Communicators and operational planners have long been indoctrinated in the PACE protocol when developing communications plans. PACE stands for primary, alternate, contingency, and emergency methods of communications. “That’s still a part of our planning and thinking,” one of the cadre sergeants told me, “and the students need to learn this. It’ll be part of their communications plan they’ll have to develop and brief their plan for every operation. But with today’s modern, secure communications, you really only need a primary and an alternate. And we often have secure satellite phones. I’ve been to some pretty remote places on the Afghan-Pakistani border, and my Iridium sat phone was clear as a bell. But then sometimes there’s no coverage or your phone just goes down. Or the guy you want to talk to has a bad phone. Then you better find another way to make commo.”

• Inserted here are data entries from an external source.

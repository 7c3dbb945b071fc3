//! Death notifications: the event sink contract plus desktop, file, journal,
//! and webhook channels.
//!
//! The canary guarantees each instance emits its death notice at most once;
//! sinks only deliver. Channels are fire-and-forget: a delivery failure never
//! propagates back into the canary call that caused the death.

#![allow(missing_docs)]

use std::fmt;
use std::fs::{self, OpenOptions};
use std::io::Write;
use std::path::PathBuf;
use std::process::{Command, ExitStatus, Stdio};
use std::sync::Arc;
use std::thread::{self, JoinHandle};
use std::sync::atomic::{AtomicU64, Ordering};

use parking_lot::Mutex;
use serde::{Deserialize, Serialize};

use crate::canary::types::{Operation, Timestamp};

// ──────────────────── notification level ────────────────────

/// Severity level for notification filtering.
#[derive(Debug, Clone, Copy, PartialEq, Eq, PartialOrd, Ord, Serialize, Deserialize)]
#[serde(rename_all = "lowercase")]
pub enum NotificationLevel {
    Info,
    Warning,
    Error,
    Critical,
}

impl fmt::Display for NotificationLevel {
    fn fmt(&self, f: &mut fmt::Formatter<'_>) -> fmt::Result {
        match self {
            Self::Info => write!(f, "info"),
            Self::Warning => write!(f, "warning"),
            Self::Error => write!(f, "error"),
            Self::Critical => write!(f, "critical"),
        }
    }
}

// ──────────────────── notification events ────────────────────

/// A structured notification event.
#[derive(Debug, Clone, PartialEq, Eq, Serialize, Deserialize)]
#[serde(tag = "type", rename_all = "snake_case")]
pub enum NotificationEvent {
    /// The core death notice. Emitted once per canary, before anything a hook raises.
    CanaryDied {
        canary: String,
        death_timestamp: Timestamp,
        trigger: Operation,
    },
    /// A notice raised by a custom death hook.
    HookRaised {
        canary: String,
        hook: String,
        message: String,
    },
    /// A custom death hook failed after the death was committed.
    HookFailed {
        canary: String,
        hook: String,
        error: String,
    },
}
#[cfg(test)]
mod tests {
    use super::*;
    use crate::canary::hook::{AnnounceAction, DeathAction};
    use crate::core::clock::ManualClock;
    use crate::daemon::notifications::MemorySink;

    fn spec(interval: u64, feeders: &[&str]) -> CanarySpec {
        CanarySpec {
            name: "test".to_string(),
            canary_type: if feeders.len() == 1 {
                CanaryType::SingleFeeder
            } else {
                CanaryType::MultipleFeeders
            },
            feeding_interval: interval,
            feeders: feeders.iter().map(|f| (*f).to_string()).collect(),
        }
    }

    fn hatch(interval: u64, hook: DeathHook) -> (Canary, Arc<ManualClock>, Arc<MemorySink>) {
        let clock = Arc::new(ManualClock::new(0));
        let sink = Arc::new(MemorySink::new());
        let canary = Canary::new(
            &spec(interval, &["alice"]),
            hook,
            clock.clone(),
            sink.clone(),
        )
        .unwrap();
        (canary, clock, sink)
    }

    #[test]
    fn construction_rejects_zero_interval_and_empty_feeders() {
        let clock: Arc<dyn Clock> = Arc::new(ManualClock::new(0));
        let sink: Arc<dyn EventSink> = Arc::new(MemorySink::new());
        let err = Canary::new(&spec(0, &["alice"]), DeathHook::NoOp, clock.clone(), sink.clone())
            .unwrap_err();
        assert_eq!(err.code(), "CNY-1101");
        let err = Canary::new(&spec(10, &[]), DeathHook::NoOp, clock, sink).unwrap_err();
        assert_eq!(err.code(), "CNY-1101");
    }

    #[test]
    fn new_canary_reads() {
        let (canary, _, sink) = hatch(86_400, DeathHook::NoOp);
        assert!(canary.is_alive());
        assert_eq!(canary.death_timestamp(), 0);
        assert_eq!(canary.feeding_interval(), 86_400);
        assert_eq!(canary.canary_type(), CanaryType::SingleFeeder);
        assert!(sink.is_empty());
    }

    #[test]
    fn unauthorized_feed_has_no_effect() {
        let (canary, clock, sink) = hatch(10, DeathHook::NoOp);
        clock.set(50);
        let err = canary.feed("mallory").unwrap_err();
        assert_eq!(err.reason(), Some("You're not the feeder."));
        // Authorization is checked before expiry: the overdue canary is untouched.
        assert!(canary.is_alive());
        assert_eq!(canary.time_last_fed(), 0);
        assert!(sink.is_empty());
    }

    #[test]
    fn starving_feed_notifies_once_and_fails() {
        let (canary, clock, sink) = hatch(10, DeathHook::NoOp);
        clock.set(5);
        assert_eq!(canary.feed("alice").unwrap(), 5);
        clock.set(17);
        let err = canary.feed("alice").unwrap_err();
        assert!(matches!(
            err,
            CanaryError::Starved {
                time_last_fed: 5,
                death_timestamp: 17
            }
        ));
        assert_eq!(canary.time_last_fed(), 5);
        assert_eq!(sink.deaths(), 1);

        clock.set(18);
        let err = canary.feed("alice").unwrap_err();
        assert!(matches!(err, CanaryError::AlreadyDead { .. }));
        assert_eq!(sink.len(), 1);
    }

    #[test]
    fn hook_runs_after_core_notice() {
        let (canary, clock, sink) = hatch(10, DeathHook::custom(AnnounceAction::new("I am dead")));
        clock.set(2);
        canary.poison("alice").unwrap();

        let events = sink.events();
        assert_eq!(events.len(), 2);
        assert!(matches!(
            &events[0],
            NotificationEvent::CanaryDied {
                death_timestamp: 2,
                trigger: Operation::Poison,
                ..
            }
        ));
        assert!(matches!(
            &events[1],
            NotificationEvent::HookRaised { message, .. } if message == "I am dead"
        ));
    }

    struct Exploding;

    impl DeathAction for Exploding {
        fn name(&self) -> &str {
            "exploding"
        }

        fn on_death(&mut self, _ctx: &DeathContext<'_>, _notices: &mut Vec<String>) -> Result<()> {
            Err(CanaryError::Runtime {
                details: "boom".to_string(),
            })
        }
    }

    #[test]
    fn hook_failure_keeps_death_committed() {
        let (canary, clock, sink) = hatch(10, DeathHook::custom(Exploding));
        clock.set(3);
        let err = canary.poison("alice").unwrap_err();
        assert!(matches!(err, CanaryError::HookFailed { .. }));
        assert!(err.committed_death());
        assert!(!canary.is_alive());
        assert_eq!(canary.death_timestamp(), 3);

        let events = sink.events();
        assert_eq!(events.len(), 2);
        assert!(matches!(events[0], NotificationEvent::CanaryDied { .. }));
        assert!(matches!(events[1], NotificationEvent::HookFailed { .. }));

        // The hook never runs again.
        clock.set(4);
        assert!(!canary.touch("anyone").unwrap());
        assert_eq!(sink.len(), 2);
    }

    #[test]
    fn hook_failure_during_starving_feed_still_reports_starvation() {
        let (canary, clock, sink) = hatch(10, DeathHook::custom(Exploding));
        clock.set(11);
        let err = canary.feed("alice").unwrap_err();
        assert!(matches!(err, CanaryError::Starved { .. }));
        assert_eq!(sink.len(), 2);
    }

    #[test]
    fn deferred_hook_waits_for_its_caller() {
        let (canary, clock, sink) = hatch(10, DeathHook::custom(AnnounceAction::new("I am dead")));
        let canary = canary.with_deferred_hook();
        clock.set(2);
        let response = canary.dispatch(Operation::Poison, "alice");
        assert!(response.ok && response.died);
        assert_eq!(sink.events().len(), 1);
        assert_eq!(sink.deaths(), 1);
        assert_eq!(
            canary.snapshot().hook_state,
            Some(serde_json::json!({ "announced_at": null }))
        );

        assert!(matches!(canary.run_deferred_hook(), Some(Ok(()))));
        let events = sink.events();
        assert_eq!(events.len(), 2);
        assert!(matches!(&events[1], NotificationEvent::HookRaised { .. }));
        assert_eq!(
            canary.snapshot().hook_state,
            Some(serde_json::json!({ "announced_at": 2 }))
        );

        assert!(canary.run_deferred_hook().is_none());
        assert_eq!(sink.len(), 2);
    }

    #[test]
    fn deferred_hook_failure_folds_into_the_response() {
        let (canary, clock, sink) = hatch(10, DeathHook::custom(Exploding));
        let canary = canary.with_deferred_hook();
        clock.set(20);
        let mut response = canary.dispatch(Operation::Touch, "anyone");
        assert!(response.ok && response.died);

        let err = canary.run_deferred_hook().unwrap().unwrap_err();
        response.record_hook_failure(&err);
        assert!(!response.ok);
        assert_eq!(response.error_code, Some("CNY-2101"));
        assert!(!response.status.alive);
        assert!(matches!(sink.events()[1], NotificationEvent::HookFailed { .. }));

        let mut late = canary.dispatch(Operation::Feed, "alice");
        late.record_hook_failure(&err);
        assert_eq!(late.reason.as_deref(), Some("The canary has died."));
    }

    #[test]
    fn dispatch_translates_rejections() {
        let (canary, clock, _) = hatch(86_400, DeathHook::NoOp);
        clock.set(1);
        let denied = canary.dispatch(Operation::Poison, "bob");
        assert!(!denied.ok);
        assert_eq!(denied.reason.as_deref(), Some("You're not the feeder."));
        assert_eq!(denied.error_code, Some("CNY-2001"));
        assert!(denied.status.alive);
        assert!(!denied.died);

        clock.set(2);
        let killed = canary.dispatch(Operation::Poison, "alice");
        assert!(killed.ok);
        assert!(killed.died);
        assert!(!killed.alive);
        assert_eq!(killed.status.death_timestamp, 2);

        let again = canary.dispatch(Operation::Feed, "alice");
        assert!(!again.ok);
        assert!(!again.died);
        assert_eq!(again.reason.as_deref(), Some("The canary has died."));
    }

    #[test]
    fn dispatch_touch_reports_liveness() {
        let (canary, clock, _) = hatch(10, DeathHook::NoOp);
        clock.set(3);
        let alive = canary.dispatch(Operation::Touch, "anyone");
        assert!(alive.ok && alive.alive && !alive.died);

        clock.set(20);
        let dead = canary.dispatch(Operation::Touch, "anyone");
        assert!(dead.ok && !dead.alive && dead.died);
    }

    #[test]
    fn query_reports_deadline_only_while_alive() {
        let (canary, clock, _) = hatch(10, DeathHook::NoOp);
        clock.set(4);
        canary.feed("alice").unwrap();
        let status = canary.query();
        assert_eq!(status.feed_deadline, Some(14));
        assert_eq!(status.hook, "none");

        canary.poison("alice").unwrap();
        let status = canary.query();
        assert_eq!(status.feed_deadline, None);
        assert_eq!(status.death_timestamp, 4);
    }

    #[test]
    fn snapshot_and_restore_preserve_state_and_hook() {
        let (canary, clock, _) = hatch(10, DeathHook::custom(AnnounceAction::new("I am dead")));
        clock.set(6);
        canary.feed("alice").unwrap();
        clock.set(30);
        assert!(!canary.touch("x").unwrap());
        let snapshot = canary.snapshot();
        assert_eq!(snapshot.time_last_fed, 6);
        assert_eq!(
            snapshot.death,
            Some(Death {
                timestamp: 30,
                trigger: Operation::Touch
            })
        );

        let sink = Arc::new(MemorySink::new());
        let restored = Canary::restore(
            &spec(10, &["alice"]),
            snapshot.clone(),
            DeathHook::custom(AnnounceAction::new("I am dead")),
            clock.clone(),
            sink.clone(),
        )
        .unwrap();
        assert_eq!(restored.snapshot(), snapshot);
        assert!(!restored.is_alive());
        assert!(!restored.touch("x").unwrap());
        assert!(sink.is_empty());
    }

    #[test]
    fn concurrent_touches_notify_once() {
        let (canary, clock, sink) = hatch(10, DeathHook::NoOp);
        clock.set(100);
        let canary = Arc::new(canary);
        let handles: Vec<_> = (0..8)
            .map(|i| {
                let canary = Arc::clone(&canary);
                std::thread::spawn(move || canary.touch(&format!("t{i}")).unwrap())
            })
            .collect();
        for handle in handles {
            assert!(!handle.join().unwrap());
        }
        assert_eq!(sink.deaths(), 1);
    }
}
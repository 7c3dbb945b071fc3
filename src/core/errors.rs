//! CNY-prefixed error types with structured error codes.

#![allow(missing_docs)]

use std::path::{Path, PathBuf};

use thiserror::Error;

use crate::canary::types::{Role, Timestamp};

/// Shared `Result` alias for the project.
pub type Result<T> = std::result::Result<T, CanaryError>;

/// Stable reason string for callers outside the feeder set.
pub const REASON_NOT_FEEDER: &str = "You're not the feeder.";

/// Stable reason string for mutating calls against a dead canary.
pub const REASON_DEAD: &str = "The canary has died.";

/// Top-level error type for the canary switch.
#[derive(Debug, Error)]
pub enum CanaryError {
    #[error("[CNY-1001] invalid configuration: {details}")]
    InvalidConfig { details: String },

    #[error("[CNY-1002] missing configuration file: {path}")]
    MissingConfig { path: PathBuf },

    #[error("[CNY-1003] configuration parse failure in {context}: {details}")]
    ConfigParse {
        context: &'static str,
        details: String,
    },

    #[error("[CNY-1101] cannot construct canary: {details}")]
    Construction { details: String },

    #[error("[CNY-2001] {reason} (caller {caller:?} lacks role {role})", reason = REASON_NOT_FEEDER)]
    Unauthorized { caller: String, role: Role },

    #[error("[CNY-2002] {reason} (died at {death_timestamp})", reason = REASON_DEAD)]
    AlreadyDead { death_timestamp: Timestamp },

    #[error("[CNY-2003] {reason} (starved: fed at {time_last_fed}, died at {death_timestamp})", reason = REASON_DEAD)]
    Starved {
        time_last_fed: Timestamp,
        death_timestamp: Timestamp,
    },

    #[error("[CNY-2004] clock went backwards: now {now} is before last feeding at {time_last_fed}")]
    ClockRegression {
        now: Timestamp,
        time_last_fed: Timestamp,
    },

    #[error("[CNY-2101] death hook {hook} failed after death was committed: {details}")]
    HookFailed { hook: String, details: String },

    #[error("[CNY-2201] serialization failure in {context}: {details}")]
    Serialization {
        context: &'static str,
        details: String,
    },

    #[error("[CNY-2202] corrupt canary state at {path}: {details}")]
    StateCorrupt { path: PathBuf, details: String },

    #[error("[CNY-3002] IO failure at {path}: {source}")]
    Io {
        path: PathBuf,
        #[source]
        source: std::io::Error,
    },

    #[error("[CNY-3900] runtime failure: {details}")]
    Runtime { details: String },
}

impl CanaryError {
    /// Stable machine-parseable error code.
    #[must_use]
    pub const fn code(&self) -> &'static str {
        match self {
            Self::InvalidConfig { .. } => "CNY-1001",
            Self::MissingConfig { .. } => "CNY-1002",
            Self::ConfigParse { .. } => "CNY-1003",
            Self::Construction { .. } => "CNY-1101",
            Self::Unauthorized { .. } => "CNY-2001",
            Self::AlreadyDead { .. } => "CNY-2002",
            Self::Starved { .. } => "CNY-2003",
            Self::ClockRegression { .. } => "CNY-2004",
            Self::HookFailed { .. } => "CNY-2101",
            Self::Serialization { .. } => "CNY-2201",
            Self::StateCorrupt { .. } => "CNY-2202",
            Self::Io { .. } => "CNY-3002",
            Self::Runtime { .. } => "CNY-3900",
        }
    }

    /// Matchable reason string for rejections observed at the boundary.
    ///
    /// Only the canary's own rejections carry the fixed wording; everything
    /// else is reported through its `Display` text.
    #[must_use]
    pub const fn reason(&self) -> Option<&'static str> {
        match self {
            Self::Unauthorized { .. } => Some(REASON_NOT_FEEDER),
            Self::AlreadyDead { .. } | Self::Starved { .. } => Some(REASON_DEAD),
            _ => None,
        }
    }

    /// Whether the failed call left a committed death behind it.
    #[must_use]
    pub const fn committed_death(&self) -> bool {
        matches!(self, Self::Starved { .. } | Self::HookFailed { .. })
    }

    /// Whether retrying might resolve the failure.
    #[must_use]
    pub const fn is_retryable(&self) -> bool {
        matches!(self, Self::Io { .. } | Self::Runtime { .. })
    }

    /// Convenience constructor for IO errors with a known path.
    #[must_use]
    pub fn io(path: impl AsRef<Path>, source: std::io::Error) -> Self {
        Self::Io {
            path: path.as_ref().to_path_buf(),
            source,
        }
    }
}

impl From<serde_json::Error> for CanaryError {
    fn from(value: serde_json::Error) -> Self {
        Self::Serialization {
            context: "serde_json",
            details: value.to_string(),
        }
    }
}

impl From<toml::de::Error> for CanaryError {
    fn from(value: toml::de::Error) -> Self {
        Self::ConfigParse {
            context: "toml",
            details: value.to_string(),
        }
    }
}

#[cfg(test)]
mod tests {
    use super::*;

    fn every_variant() -> Vec<CanaryError> {
        vec![
            CanaryError::InvalidConfig {
                details: String::new(),
            },
            CanaryError::MissingConfig {
                path: PathBuf::new(),
            },
            CanaryError::ConfigParse {
                context: "",
                details: String::new(),
            },
            CanaryError::Construction {
                details: String::new(),
            },
            CanaryError::Unauthorized {
                caller: String::new(),
                role: Role::Feeder,
            },
            CanaryError::AlreadyDead { death_timestamp: 0 },
            CanaryError::Starved {
                time_last_fed: 0,
                death_timestamp: 0,
            },
            CanaryError::ClockRegression {
                now: 0,
                time_last_fed: 0,
            },
            CanaryError::HookFailed {
                hook: String::new(),
                details: String::new(),
            },
            CanaryError::Serialization {
                context: "",
                details: String::new(),
            },
            CanaryError::StateCorrupt {
                path: PathBuf::new(),
                details: String::new(),
            },
            CanaryError::Io {
                path: PathBuf::new(),
                source: std::io::Error::other("test"),
            },
            CanaryError::Runtime {
                details: String::new(),
            },
        ]
    }

    #[test]
    fn error_codes_are_unique() {
        let errors = every_variant();
        let codes: Vec<&str> = errors.iter().map(CanaryError::code).collect();
        let unique: std::collections::HashSet<&&str> = codes.iter().collect();
        assert_eq!(
            codes.len(),
            unique.len(),
            "error codes must be unique: {codes:?}"
        );
    }

    #[test]
    fn display_carries_code_prefix() {
        for err in every_variant() {
            let msg = err.to_string();
            assert!(
                msg.starts_with(&format!("[{}]", err.code())),
                "display should lead with code: {msg}"
            );
        }
    }

    #[test]
    fn rejection_reasons_are_stable() {
        let unauthorized = CanaryError::Unauthorized {
            caller: "mallory".to_string(),
            role: Role::Feeder,
        };
        assert_eq!(unauthorized.reason(), Some("You're not the feeder."));
        assert!(unauthorized.to_string().contains("You're not the feeder."));
        assert!(unauthorized.to_string().contains("mallory"));

        let dead = CanaryError::AlreadyDead {
            death_timestamp: 17,
        };
        assert_eq!(dead.reason(), Some("The canary has died."));

        let starved = CanaryError::Starved {
            time_last_fed: 5,
            death_timestamp: 17,
        };
        assert_eq!(starved.reason(), Some("The canary has died."));

        assert_eq!(
            CanaryError::Runtime {
                details: "x".to_string()
            }
            .reason(),
            None
        );
    }

    #[test]
    fn committed_death_only_for_post_commit_failures() {
        assert!(
            CanaryError::Starved {
                time_last_fed: 0,
                death_timestamp: 11
            }
            .committed_death()
        );
        assert!(
            CanaryError::HookFailed {
                hook: "command".to_string(),
                details: String::new()
            }
            .committed_death()
        );
        assert!(!CanaryError::AlreadyDead { death_timestamp: 1 }.committed_death());
        assert!(
            !CanaryError::Unauthorized {
                caller: String::new(),
                role: Role::Feeder
            }
            .committed_death()
        );
    }

    #[test]
    fn logical_rejections_are_not_retryable() {
        assert!(
            CanaryError::Io {
                path: PathBuf::new(),
                source: std::io::Error::other("test"),
            }
            .is_retryable()
        );
        assert!(!CanaryError::AlreadyDead { death_timestamp: 3 }.is_retryable());
        assert!(
            !CanaryError::Unauthorized {
                caller: String::new(),
                role: Role::Feeder
            }
            .is_retryable()
        );
    }

    #[test]
    fn io_convenience_constructor() {
        let err = CanaryError::io(
            "/tmp/canary.json",
            std::io::Error::new(std::io::ErrorKind::NotFound, "gone"),
        );
        assert_eq!(err.code(), "CNY-3002");
        assert!(err.to_string().contains("/tmp/canary.json"));
    }

    #[test]
    fn from_serde_json_error() {
        let json_err = serde_json::from_str::<serde_json::Value>("not json").unwrap_err();
        let err: CanaryError = json_err.into();
        assert_eq!(err.code(), "CNY-2201");
    }

    #[test]
    fn from_toml_error() {
        let toml_err = toml::from_str::<toml::Value>("= invalid").unwrap_err();
        let err: CanaryError = toml_err.into();
        assert_eq!(err.code(), "CNY-1003");
    }
}
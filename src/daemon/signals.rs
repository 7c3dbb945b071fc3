//! Signal handling for `canary watch`: SIGTERM/SIGINT stop the loop, SIGUSR1
//! forces an immediate check, and a systemd watchdog heartbeat keeps the unit
//! alive while the loop runs.
//!
//! Signals only flip flags; the watch loop polls them between sleeps.

#![allow(missing_docs)]

use std::sync::Arc;
use std::sync::atomic::{AtomicBool, Ordering};
use std::time::{Duration, Instant};

use signal_hook::consts::{SIGINT, SIGTERM};

/// Flags shared between the OS signal hooks and the watch loop.
#[derive(Clone, Debug, Default)]
pub struct SignalHandler {
    shutdown_flag: Arc<AtomicBool>,
    check_flag: Arc<AtomicBool>,
}

impl SignalHandler {
    /// Create a handler and register OS signal hooks. Registration failures
    /// are reported on stderr and otherwise ignored.
    pub fn new() -> Self {
        let handler = Self::unregistered();
        handler.register_signals();
        handler
    }

    /// A handler that only responds to programmatic requests.
    pub fn unregistered() -> Self {
        Self {
            shutdown_flag: Arc::new(AtomicBool::new(false)),
            check_flag: Arc::new(AtomicBool::new(false)),
        }
    }

    pub fn should_shutdown(&self) -> bool {
        self.shutdown_flag.load(Ordering::Relaxed)
    }

    /// Check (and clear) whether an immediate check was requested.
    pub fn should_check(&self) -> bool {
        self.check_flag.swap(false, Ordering::Relaxed)
    }

    pub fn request_shutdown(&self) {
        self.shutdown_flag.store(true, Ordering::Relaxed);
    }

    pub fn request_check(&self) {
        self.check_flag.store(true, Ordering::Relaxed);
    }

    fn register_signals(&self) {
        for (name, signal) in [("SIGTERM", SIGTERM), ("SIGINT", SIGINT)] {
            if let Err(e) = signal_hook::flag::register(signal, Arc::clone(&self.shutdown_flag)) {
                eprintln!("[CNY-SIGNAL] failed to register {name}: {e}");
            }
        }

        #[cfg(unix)]
        {
            use signal_hook::consts::SIGUSR1;
            if let Err(e) = signal_hook::flag::register(SIGUSR1, Arc::clone(&self.check_flag)) {
                eprintln!("[CNY-SIGNAL] failed to register SIGUSR1: {e}");
            }
        }
    }
}

/// Systemd watchdog heartbeat.
///
/// Sends `WATCHDOG=1` over `NOTIFY_SOCKET` at half the unit's `WatchdogSec`.
#[derive(Debug)]
pub struct WatchdogHeartbeat {
    interval: Duration,
    last_beat: Instant,
    enabled: bool,
}

impl WatchdogHeartbeat {
    /// Heartbeat for a unit with the given `WatchdogSec`. Zero disables it.
    pub fn new(watchdog_sec: u64) -> Self {
        Self {
            interval: Duration::from_secs(watchdog_sec / 2),
            last_beat: Instant::now(),
            enabled: watchdog_sec > 0,
        }
    }

    /// Heartbeat configured from `WATCHDOG_USEC`, as systemd exports it.
    pub fn from_env() -> Self {
        let secs = std::env::var("WATCHDOG_USEC")
            .ok()
            .and_then(|raw| raw.trim().parse::<u64>().ok())
            .map_or(0, |usec| usec / 1_000_000);
        Self::new(secs)
    }

    pub fn disabled() -> Self {
        Self::new(0)
    }

    /// Send a heartbeat if the interval has elapsed. Returns whether one was sent.
    pub fn maybe_notify(&mut self, status: &str) -> bool {
        if !self.enabled || self.last_beat.elapsed() < self.interval {
            return false;
        }
        self.last_beat = Instant::now();
        sd_notify_watchdog(status);
        true
    }

    pub fn is_enabled(&self) -> bool {
        self.enabled
    }
}

fn sd_notify_watchdog(status: &str) {
    #[cfg(target_os = "linux")]
    {
        use std::os::unix::net::UnixDatagram;

        let Some(socket_path) = std::env::var_os("NOTIFY_SOCKET").filter(|p| !p.is_empty()) else {
            return;
        };
        if let Ok(sock) = UnixDatagram::unbound() {
            let msg = format!("WATCHDOG=1\nSTATUS={status}\n");
            let _ = sock.send_to(msg.as_bytes(), socket_path);
        }
    }
    #[cfg(not(target_os = "linux"))]
    {
        let _ = status;
    }
}
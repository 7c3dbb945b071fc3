#![forbid(unsafe_code)]

//! Canary switch: a liveness dead-man's switch.
//!
//! A canary stays alive only while an authorized feeder keeps feeding it within
//! a fixed interval. Expiry is noticed lazily, by the next feed or touch, and
//! death is irreversible: it is announced exactly once and runs the canary's
//! death hook exactly once.
//!
//! # Library usage
//!
//! Use the [`prelude`] for convenient access to the most common types:
//!
//! ```rust,no_run
//! use canary_switch::prelude::*;
//! ```
//!
//! Individual modules can also be imported directly:
//!
//! ```rust,no_run
//! use canary_switch::canary::facade::{Canary, CanarySpec};
//! use canary_switch::core::config::Config;
//! ```

pub mod prelude;

pub mod canary;
pub mod core;
pub mod daemon;
pub mod logger;
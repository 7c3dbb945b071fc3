//! The canary: access control, state machine, death hooks, and the facade
//! that composes them.

pub mod access;
pub mod facade;
pub mod hook;
pub mod state;
pub mod types;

The initial part of the 18 Echo curriculum is focused on learning the theory, learning the equipment, operating the equipment in the classroom setting, and operating the equipment under field conditions. Toward the end of the course, the Echo candidates are spending a lot of time outdoors communicating. There are two outdoor exercises. The first is a mini field exercise in which the class bivouacs outside the Eureka Springs communications facility, and the candidates erect antennas and run commo drills with all four radios. The instructor staff is right there with them, to help and answer questions. It’s an opportunity to set up and use all the radios, and to lock down the procedures and operation of each one. The second is a field performance exercise and the final exam for the 18 Echos. The twelve-day exercise is called Max Gain.

During Max Gain, the candidates will have to communicate with each radio under tactical field conditions for an extended period of time. The exercise begins with full ruck, weapons, ammunition, rations, and a load of radios. They operate in five-man teams. Each team has two PSC-5s, two PRC-119s, two MBITRs, and one PRC-137—and a lot of extra batteries. They also carry two CZY-10s, or “Crazy Tens,” pocket-size crypto devices that are used to load crypto into all radios. The Crazy Tens are a very highly controlled item. The teams leave the commo facility with each man carrying between 90 and 110 pounds of gear. A few of them are even heavier. This burden is shared equally by weight, if not by the man packing the weight. At 150 pounds, David Altman carries the same load as Justin Keller does at 250; both shoulder a ruck weighing a hundred pounds. They patrol under full tactical discipline for only a few miles, then set up in patrol base camps with eight commo teams per camp. While at the base camp and the outlying commo sites, the Echo candidates have to keep up tactical disciplines, just like they did in a patrol base back in Phase II. This means they live out of their rucks, observe the two-man rule, and never get beyond an arm’s length of their weapon. At night, the candidates take their rifles into the sleeping bag with them. At least two men are on security duty at all times.